* [Problem to solve]
Can you give all the records again without altering a single character?

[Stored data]
------

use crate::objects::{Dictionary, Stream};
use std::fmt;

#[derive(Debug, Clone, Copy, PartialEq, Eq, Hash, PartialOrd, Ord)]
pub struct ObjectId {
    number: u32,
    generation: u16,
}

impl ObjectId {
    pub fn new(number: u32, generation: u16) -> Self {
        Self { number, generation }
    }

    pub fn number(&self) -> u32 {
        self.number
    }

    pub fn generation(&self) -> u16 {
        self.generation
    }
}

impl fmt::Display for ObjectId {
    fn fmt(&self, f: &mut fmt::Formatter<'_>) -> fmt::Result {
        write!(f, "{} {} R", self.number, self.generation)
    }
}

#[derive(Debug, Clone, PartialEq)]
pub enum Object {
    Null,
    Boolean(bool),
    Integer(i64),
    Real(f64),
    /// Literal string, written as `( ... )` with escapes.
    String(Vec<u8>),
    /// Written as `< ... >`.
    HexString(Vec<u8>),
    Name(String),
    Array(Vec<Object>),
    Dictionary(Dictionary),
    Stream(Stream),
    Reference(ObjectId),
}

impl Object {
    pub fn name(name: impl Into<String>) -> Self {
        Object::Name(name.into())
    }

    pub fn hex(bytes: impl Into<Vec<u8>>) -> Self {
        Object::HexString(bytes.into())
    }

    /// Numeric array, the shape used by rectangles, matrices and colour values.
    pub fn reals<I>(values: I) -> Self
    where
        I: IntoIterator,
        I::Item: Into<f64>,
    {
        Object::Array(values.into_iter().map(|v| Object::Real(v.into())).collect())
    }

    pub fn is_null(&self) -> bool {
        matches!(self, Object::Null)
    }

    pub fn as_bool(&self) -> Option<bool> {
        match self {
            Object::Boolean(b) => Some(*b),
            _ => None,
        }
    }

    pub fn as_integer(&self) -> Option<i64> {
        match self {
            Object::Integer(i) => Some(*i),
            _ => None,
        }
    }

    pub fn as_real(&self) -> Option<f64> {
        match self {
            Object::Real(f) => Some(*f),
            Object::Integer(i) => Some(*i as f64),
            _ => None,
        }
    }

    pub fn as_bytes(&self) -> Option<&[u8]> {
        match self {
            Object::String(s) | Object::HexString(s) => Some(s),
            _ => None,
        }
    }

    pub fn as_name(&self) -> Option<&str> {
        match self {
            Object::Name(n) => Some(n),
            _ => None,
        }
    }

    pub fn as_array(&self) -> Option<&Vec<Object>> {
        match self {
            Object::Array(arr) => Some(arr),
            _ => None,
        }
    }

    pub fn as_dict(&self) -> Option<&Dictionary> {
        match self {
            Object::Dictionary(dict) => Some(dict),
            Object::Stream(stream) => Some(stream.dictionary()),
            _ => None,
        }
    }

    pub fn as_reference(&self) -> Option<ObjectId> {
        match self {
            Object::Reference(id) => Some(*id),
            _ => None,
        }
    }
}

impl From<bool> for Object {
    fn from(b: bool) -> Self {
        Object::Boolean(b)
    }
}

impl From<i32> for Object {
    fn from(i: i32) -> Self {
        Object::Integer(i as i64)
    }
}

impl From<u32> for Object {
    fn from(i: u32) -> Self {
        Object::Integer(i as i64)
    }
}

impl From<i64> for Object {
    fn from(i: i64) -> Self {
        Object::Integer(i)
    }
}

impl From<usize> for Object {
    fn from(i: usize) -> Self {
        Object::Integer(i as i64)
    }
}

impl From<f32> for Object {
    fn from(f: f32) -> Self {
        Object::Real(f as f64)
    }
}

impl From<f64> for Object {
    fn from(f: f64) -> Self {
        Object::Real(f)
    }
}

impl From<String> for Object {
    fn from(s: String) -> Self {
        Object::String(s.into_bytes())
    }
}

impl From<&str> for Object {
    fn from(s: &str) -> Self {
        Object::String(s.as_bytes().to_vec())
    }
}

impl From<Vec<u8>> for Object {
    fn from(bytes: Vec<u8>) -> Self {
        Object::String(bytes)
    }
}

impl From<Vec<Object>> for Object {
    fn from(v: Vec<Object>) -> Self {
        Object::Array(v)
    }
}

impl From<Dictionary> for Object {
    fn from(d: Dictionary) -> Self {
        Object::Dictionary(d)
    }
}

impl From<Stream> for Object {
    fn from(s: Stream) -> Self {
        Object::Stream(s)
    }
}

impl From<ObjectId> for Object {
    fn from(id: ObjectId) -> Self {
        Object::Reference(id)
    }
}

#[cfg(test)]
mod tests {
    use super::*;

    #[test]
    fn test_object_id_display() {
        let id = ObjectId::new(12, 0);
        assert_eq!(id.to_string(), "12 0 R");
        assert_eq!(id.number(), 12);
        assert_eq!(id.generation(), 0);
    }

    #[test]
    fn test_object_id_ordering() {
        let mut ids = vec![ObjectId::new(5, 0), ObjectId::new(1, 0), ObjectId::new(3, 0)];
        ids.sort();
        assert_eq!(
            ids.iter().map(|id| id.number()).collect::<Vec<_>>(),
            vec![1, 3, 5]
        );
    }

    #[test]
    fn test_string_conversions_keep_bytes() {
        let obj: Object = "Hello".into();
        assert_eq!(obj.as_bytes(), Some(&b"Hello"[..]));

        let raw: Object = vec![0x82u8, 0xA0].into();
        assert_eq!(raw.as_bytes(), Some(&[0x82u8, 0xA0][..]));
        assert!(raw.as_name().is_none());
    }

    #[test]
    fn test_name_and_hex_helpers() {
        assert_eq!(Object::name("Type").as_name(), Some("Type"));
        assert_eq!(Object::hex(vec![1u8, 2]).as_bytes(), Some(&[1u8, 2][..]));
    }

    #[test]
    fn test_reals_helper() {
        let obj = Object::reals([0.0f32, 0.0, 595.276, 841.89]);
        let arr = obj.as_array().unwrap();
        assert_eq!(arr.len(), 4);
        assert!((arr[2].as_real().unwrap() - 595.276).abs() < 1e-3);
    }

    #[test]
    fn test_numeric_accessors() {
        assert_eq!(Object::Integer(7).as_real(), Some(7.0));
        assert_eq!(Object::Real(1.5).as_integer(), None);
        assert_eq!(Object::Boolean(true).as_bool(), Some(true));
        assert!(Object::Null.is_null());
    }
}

------

* [Result of the exercise]
use crate::objects::{Dictionary, Stream};
use std::fmt;

#[derive(Debug, Clone, Copy, PartialEq, Eq, Hash, PartialOrd, Ord)]
pub struct ObjectId {
    number: u32,
    generation: u16,
}

impl ObjectId {
    pub fn new(number: u32, generation: u16) -> Self {
        Self { number, generation }
    }

    pub fn number(&self) -> u32 {
        self.number
    }

    pub fn generation(&self) -> u16 {
        self.generation
    }
}

impl fmt::Display for ObjectId {
    fn fmt(&self, f: &mut fmt::Formatter<'_>) -> fmt::Result {
        write!(f, "{} {} R", self.number, self.generation)
    }
}

#[derive(Debug, Clone, PartialEq)]
pub enum Object {
    Null,
    Boolean(bool),
    Integer(i64),
    Real(f64),
    /// Literal string, written as `( ... )` with escapes.
    String(Vec<u8>),
    /// Written as `< ... >`.
    HexString(Vec<u8>),
    Name(String),
    Array(Vec<Object>),
    Dictionary(Dictionary),
    Stream(Stream),
    Reference(ObjectId),
}

impl Object {
    pub fn name(name: impl Into<String>) -> Self {
        Object::Name(name.into())
    }

    pub fn hex(bytes: impl Into<Vec<u8>>) -> Self {
        Object::HexString(bytes.into())
    }

    /// Numeric array, the shape used by rectangles, matrices and colour values.
    pub fn reals<I>(values: I) -> Self
    where
        I: IntoIterator,
        I::Item: Into<f64>,
    {
        Object::Array(values.into_iter().map(|v| Object::Real(v.into())).collect())
    }

    pub fn is_null(&self) -> bool {
        matches!(self, Object::Null)
    }

    pub fn as_bool(&self) -> Option<bool> {
        match self {
            Object::Boolean(b) => Some(*b),
            _ => None,
        }
    }

    pub fn as_integer(&self) -> Option<i64> {
        match self {
            Object::Integer(i) => Some(*i),
            _ => None,
        }
    }

    pub fn as_real(&self) -> Option<f64> {
        match self {
            Object::Real(f) => Some(*f),
            Object::Integer(i) => Some(*i as f64),
            _ => None,
        }
    }

    pub fn as_bytes(&self) -> Option<&[u8]> {
        match self {
            Object::String(s) | Object::HexString(s) => Some(s),
            _ => None,
        }
    }

    pub fn as_name(&self) -> Option<&str> {
        match self {
            Object::Name(n) => Some(n),
            _ => None,
        }
    }

    pub fn as_array(&self) -> Option<&Vec<Object>> {
        match self {
            Object::Array(arr) => Some(arr),
            _ => None,
        }
    }

    pub fn as_dict(&self) -> Option<&Dictionary> {
        match self {
            Object::Dictionary(dict) => Some(dict),
            Object::Stream(stream) => Some(stream.dictionary()),
            _ => None,
        }
    }

    pub fn as_reference(&self) -> Option<ObjectId> {
        match self {
            Object::Reference(id) => Some(*id),
            _ => None,
        }
    }
}

impl From<bool> for Object {
    fn from(b: bool) -> Self {
        Object::Boolean(b)
    }
}

impl From<i32> for Object {
    fn from(i: i32) -> Self {
        Object::Integer(i as i64)
    }
}

impl From<u32> for Object {
    fn from(i: u32) -> Self {
        Object::Integer(i as i64)
    }
}

impl From<i64> for Object {
    fn from(i: i64) -> Self {
        Object::Integer(i)
    }
}

impl From<usize> for Object {
    fn from(i: usize) -> Self {
        Object::Integer(i as i64)
    }
}

impl From<f32> for Object {
    fn from(f: f32) -> Self {
        Object::Real(f as f64)
    }
}

impl From<f64> for Object {
    fn from(f: f64) -> Self {
        Object::Real(f)
    }
}

impl From<String> for Object {
    fn from(s: String) -> Self {
        Object::String(s.into_bytes())
    }
}

impl From<&str> for Object {
    fn from(s: &str) -> Self {
        Object::String(s.as_bytes().to_vec())
    }
}

impl From<Vec<u8>> for Object {
    fn from(bytes: Vec<u8>) -> Self {
        Object::String(bytes)
    }
}

impl From<Vec<Object>> for Object {
    fn from(v: Vec<Object>) -> Self {
        Object::Array(v)
    }
}

impl From<Dictionary> for Object {
    fn from(d: Dictionary) -> Self {
        Object::Dictionary(d)
    }
}

impl From<Stream> for Object {
    fn from(s: Stream) -> Self {
        Object::Stream(s)
    }
}

impl From<ObjectId> for Object {
    fn from(id: ObjectId) -> Self {
        Object::Reference(id)
    }
}

#[cfg(test)]
mod tests {
    use super::*;

    #[test]
    fn test_object_id_display() {
        let id = ObjectId::new(12, 0);
        assert_eq!(id.to_string(), "12 0 R");
        assert_eq!(id.number(), 12);
        assert_eq!(id.generation(), 0);
    }

    #[test]
    fn test_object_id_ordering() {
        let mut ids = vec![ObjectId::new(5, 0), ObjectId::new(1, 0), ObjectId::new(3, 0)];
        ids.sort();
        assert_eq!(
            ids.iter().map(|id| id.number()).collect::<Vec<_>>(),
            vec![1, 3, 5]
        );
    }

    #[test]
    fn test_string_conversions_keep_bytes() {
        let obj: Object = "Hello".into();
        assert_eq!(obj.as_bytes(), Some(&b"Hello"[..]));

        let raw: Object = vec![0x82u8, 0xA0].into();
        assert_eq!(raw.as_bytes(), Some(&[0x82u8, 0xA0][..]));
        assert!(raw.as_name().is_none());
    }

    #[test]
    fn test_name_and_hex_helpers() {
        assert_eq!(Object::name("Type").as_name(), Some("Type"));
        assert_eq!(Object::hex(vec![1u8, 2]).as_bytes(), Some(&[1u8, 2][..]));
    }

    #[test]
    fn test_reals_helper() {
        let obj = Object::reals([0.0f32, 0.0, 595.276, 841.89]);
        let arr = obj.as_array().unwrap();
        assert_eq!(arr.len(), 4);
        assert!((arr[2].as_real().unwrap() - 595.276).abs() < 1e-3);
    }

    #[test]
    fn test_numeric_accessors() {
        assert_eq!(Object::Integer(7).as_real(), Some(7.0));
        assert_eq!(Object::Real(1.5).as_integer(), None);
        assert_eq!(Object::Boolean(true).as_bool(), Some(true));
        assert!(Object::Null.is_null());
    }
}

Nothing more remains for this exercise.